Mud and water flow through a big crack on the side of a road.
Mud and water flow through a crack off the side of the road in Yucaipa, Calif., in the aftermath of tropical storm Hilary on Monday. (Marcio Jose Sanchez/The Associated Press)

"We have shovels and we're going to go try and find a friend that has a Bobcat," he said, referring to a brand of small earth-moving machines.

The wet weather might stave off wildfires for a few weeks in Southern California and in parts of the Sierra Nevada, but widespread rain is not expected in the most fire-prone areas spanning from Northern California to British Columbia, said University of California climate scientist Daniel Swain in an online briefing Monday.

'Minimal impacts' compared to historic storm

The Los Angeles Unified School District, the nation's second-largest school system, said all campuses would be closed on Monday, as did districts across the region. San Diego schools postponed the first day of classes from Monday to Tuesday.

The centre of Hilary passed over downtown Los Angeles at 7 p.m. on Sunday, according to the regional weather office, which called it "a day for the ages" in Southern California.

"Los Angeles was tested, but we came through it, and we came through it with minimal impacts considering what we endured," Paul Krekorian, president of the city council, said.

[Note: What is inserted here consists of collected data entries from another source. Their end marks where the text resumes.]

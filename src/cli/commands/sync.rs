//! Sync command implementation.
//!
//! Runs one sync against the configured Memos server and SiYuan kernel.
//! Notifications go to SiYuan; a dry run only logs them.

use std::path::Path;

use colored::Colorize;

use super::{load_config, local_now, memos_client, runtime, siyuan_client};
use crate::config::{FileConfigStore, SyncConfig};
use crate::error::{Error, Result};
use crate::sync::{LogNotifier, RunOptions, SyncContext, SyncLock, SyncOutcome};

/// Execute the sync command.
///
/// # Errors
///
/// Returns the error of the failed stage, or `Incomplete` when some memos
/// could not be written. The checkpoint is left unchanged in both cases.
pub fn execute(config_path: Option<&Path>, dry_run: bool, json: bool) -> Result<()> {
    let (store, config) = load_config(config_path)?;
    let rt = runtime()?;
    let lock = SyncLock::with_file(store.lock_path());

    let options = RunOptions {
        dry_run,
        announce_idle: true,
    };
    let outcome = rt.block_on(run_once(&store, config, &lock, options))?;
    print_outcome(&outcome, json)?;
    ensure_complete(&outcome)
}

/// `Incomplete` when the run left memos unwritten.
pub(super) fn ensure_complete(outcome: &SyncOutcome) -> Result<()> {
    match outcome {
        SyncOutcome::Synced(report) if report.unwritten() > 0 => Err(Error::Incomplete {
            failed: report.unwritten(),
        }),
        _ => Ok(()),
    }
}

/// One run with fresh clients built from `config`.
pub(super) async fn run_once(
    store: &FileConfigStore,
    config: SyncConfig,
    lock: &SyncLock,
    options: RunOptions,
) -> Result<SyncOutcome> {
    let memos = memos_client(&config);
    let siyuan = siyuan_client(&config);

    if options.dry_run {
        let mut ctx = SyncContext::new(config, &memos, &siyuan, &LogNotifier, lock, local_now());
        ctx.run(store, options).await
    } else {
        let mut ctx = SyncContext::new(config, &memos, &siyuan, &siyuan, lock, local_now());
        ctx.run(store, options).await
    }
}

pub(super) fn print_outcome(outcome: &SyncOutcome, json: bool) -> Result<()> {
    if json {
        println!("{}", serde_json::to_string(outcome)?);
        return Ok(());
    }

    match outcome {
        SyncOutcome::NoChanges { checkpoint } => {
            println!("No new memos since {checkpoint}.");
        }
        SyncOutcome::DryRun(preview) => {
            println!(
                "{} {} memo(s) to write, {} stale block set(s) to replace (since {})",
                "Dry run:".cyan().bold(),
                preview.added.len(),
                preview.stale.len(),
                preview.checkpoint
            );
            for memo in &preview.memos {
                println!("  {} {}", "+".green(), memo.title);
            }
        }
        SyncOutcome::Synced(report) => {
            println!("{} {}", "✓".green(), report.summary());
            for failure in &report.failures {
                println!("  {} {failure}", "!".yellow());
            }
            match &report.checkpoint {
                Some(checkpoint) => println!("  Checkpoint: {checkpoint}"),
                None if report.unwritten() > 0 => println!(
                    "  {}",
                    "Checkpoint unchanged, failed memos are retried next run".yellow()
                ),
                None => println!("  {}", "Checkpoint unchanged (debug mode)".dimmed()),
            }
        }
    }
    Ok(())
}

A wide shot is shown of a bridge with vehicles on it, with high waters on either side of the bridge.
Vehicles cross over a flood control basin that has almost reached the road, in Palm Desert on Sunday. (Mark J. Terrill/The Associated Press)

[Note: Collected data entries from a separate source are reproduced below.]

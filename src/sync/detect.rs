//! Change detection against the Memos server.

use tracing::debug;

use crate::error::Result;
use crate::memos::{MemoQuery, MemosApi};
use crate::model::{ChangeSet, MemoRecord, RowStatus};

/// Records requested per page.
pub const PAGE_SIZE: usize = 200;

/// The memo changed after the checkpoint and must be (re)written.
#[must_use]
pub fn is_added(memo: &MemoRecord, checkpoint_ts: i64) -> bool {
    memo.updated_ts > checkpoint_ts
}

/// The memo existed before the checkpoint and changed after it, so its
/// previously written block is stale.
#[must_use]
pub fn is_stale(memo: &MemoRecord, checkpoint_ts: i64) -> bool {
    memo.created_ts < checkpoint_ts && memo.updated_ts > checkpoint_ts
}

/// Split already-fetched memos into a [`ChangeSet`]. Archived records are
/// ignored even when the server returns them.
#[must_use]
pub fn classify(memos: Vec<MemoRecord>, checkpoint_ts: i64) -> ChangeSet {
    let mut changes = ChangeSet::default();
    for memo in memos {
        if memo.row_status != RowStatus::Normal {
            debug!(memo_id = memo.id, status = memo.row_status.as_str(), "Skipping memo");
            continue;
        }
        if is_stale(&memo, checkpoint_ts) {
            changes.delete_list.push(memo.clone());
        }
        if is_added(&memo, checkpoint_ts) {
            changes.add_list.push(memo);
        }
    }
    changes
}

/// Page through every normal memo and classify it against the checkpoint.
///
/// # Errors
///
/// Any failed page aborts detection.
pub async fn detect_changes<M: MemosApi>(memos: &M, checkpoint_ts: i64) -> Result<ChangeSet> {
    let mut all = Vec::new();
    let mut offset = 0;

    loop {
        let page = memos
            .list_memos(MemoQuery {
                limit: PAGE_SIZE,
                offset,
                row_status: RowStatus::Normal,
            })
            .await?;
        let len = page.len();
        debug!(offset, len, "Fetched memo page");
        all.extend(page);

        if len < PAGE_SIZE {
            break;
        }
        offset += PAGE_SIZE;
    }

    Ok(classify(all, checkpoint_ts))
}

#[cfg(test)]
mod tests {
    use super::*;
    use crate::sync::fake::{FakeMemos, memo};

    #[test]
    fn test_record_can_be_added_and_stale() {
        let changes = classify(
            vec![
                memo(1, 50, 150, 50), // edited after cp
                memo(2, 150, 160, 150), // created after cp
                memo(3, 10, 20, 10), // untouched
            ],
            100,
        );
        let added: Vec<_> = changes.add_list.iter().map(|m| m.id).collect();
        let stale: Vec<_> = changes.delete_list.iter().map(|m| m.id).collect();
        assert_eq!(added, vec![1, 2]);
        assert_eq!(stale, vec![1]);
    }

    #[test]
    fn test_archived_records_are_ignored() {
        let mut archived = memo(4, 50, 150, 50);
        archived.row_status = RowStatus::Archived;
        let changes = classify(vec![archived, memo(5, 150, 160, 150)], 100);
        let added: Vec<_> = changes.add_list.iter().map(|m| m.id).collect();
        assert_eq!(added, vec![5]);
        assert!(changes.delete_list.is_empty());
    }

    #[test]
    fn test_boundary_is_exclusive() {
        let m = memo(1, 100, 100, 100);
        assert!(!is_added(&m, 100));
        assert!(!is_stale(&m, 100));
    }

    #[tokio::test]
    async fn test_pages_until_short_page() {
        let records: Vec<_> = (0..250).map(|i| memo(i, 1, 200, 1)).collect();
        let fake = FakeMemos::new(records);

        let changes = detect_changes(&fake, 100).await.unwrap();
        assert_eq!(changes.add_list.len(), 250);
        assert_eq!(fake.offsets(), vec![0, 200]);
    }

    #[tokio::test]
    async fn test_empty_source_fetches_one_page() {
        let fake = FakeMemos::new(Vec::new());
        let changes = detect_changes(&fake, 0).await.unwrap();
        assert!(changes.is_empty());
        assert_eq!(fake.offsets(), vec![0]);
    }

    #[tokio::test]
    async fn test_failed_page_aborts() {
        let fake = FakeMemos::new((0..300).map(|i| memo(i, 1, 200, 1)).collect());
        fake.fail_at_offset(200);
        assert!(detect_changes(&fake, 100).await.is_err());
    }
}
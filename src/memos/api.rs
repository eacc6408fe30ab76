//! Memos service trait.
//!
//! The sync engine only needs four operations from the memo server. The
//! trait lets the orchestrator run against the real HTTP client or an
//! in-memory fake.

use serde::Deserialize;

use crate::error::Result;
use crate::model::{MemoRecord, RowStatus};

/// One page request against the memo listing endpoint.
#[derive(Debug, Clone, Copy, PartialEq, Eq)]
pub struct MemoQuery {
    pub limit: usize,
    pub offset: usize,
    pub row_status: RowStatus,
}

/// The user owning the access token.
#[derive(Debug, Clone, Deserialize)]
#[serde(rename_all = "camelCase")]
pub struct MemosUser {
    pub id: i64,
    #[serde(default)]
    pub username: String,
    #[serde(default)]
    pub nickname: String,
}

/// Operations consumed from the Memos server.
pub trait MemosApi: Send + Sync {
    /// Check that the server answers at all.
    fn ping(&self) -> impl std::future::Future<Output = Result<()>> + Send;

    /// Fetch the token owner. A rejected token is `Error::Unauthorized`.
    fn current_user(&self) -> impl std::future::Future<Output = Result<MemosUser>> + Send;

    /// Fetch one page of memos, in insertion order.
    fn list_memos(
        &self,
        query: MemoQuery,
    ) -> impl std::future::Future<Output = Result<Vec<MemoRecord>>> + Send;

    /// Download a resource binary addressed by id, name or uid.
    fn download_resource(
        &self,
        key: &str,
    ) -> impl std::future::Future<Output = Result<Vec<u8>>> + Send;
}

A tropical storm last roared into California in September 1939, ripping apart train tracks, tearing houses from their foundations and capsizing many boats. Nearly 100 people were killed on land and at sea.

As Hilary moved east into the neighbouring state of Nevada, flooding was reported, power was out and a boil-water order for about 400 households was issued in the Mount Charleston area, about 64 kilometres west of Las Vegas.

The only road in and out of Mount Charleston was washed out, and Nevada National Guard troops were sent into the area with trucks after a disaster declaration by Republican Gov. Joe Lombardo on Sunday. A shelter was opened for residents.

People sit on makeshift beds at a shelter.
People fleeing Hilary are shown in a shelter in Mexico's Baja California state on Sunday. (Victor Medina/Reuters)

Forecasters said the threat for flooding in states farther north on Monday was highest across much of southeastern Oregon into the west-central mountains of Idaho.

The forecast calls for potential thunderstorms and localized torrential rains on Tuesday, said Jackson Macfarlane, a meteorologist with the weather service in Boise, Idaho.

In the Caribbean, meanwhile, tropical storm Franklin churned on Monday near Haiti and the Dominican Republic, where authorities warned residents to prepare for floods and landslides.

Forecasters at the National Hurricane Center said another storm could develop and reach the Gulf of Mexico coastline on Tuesday.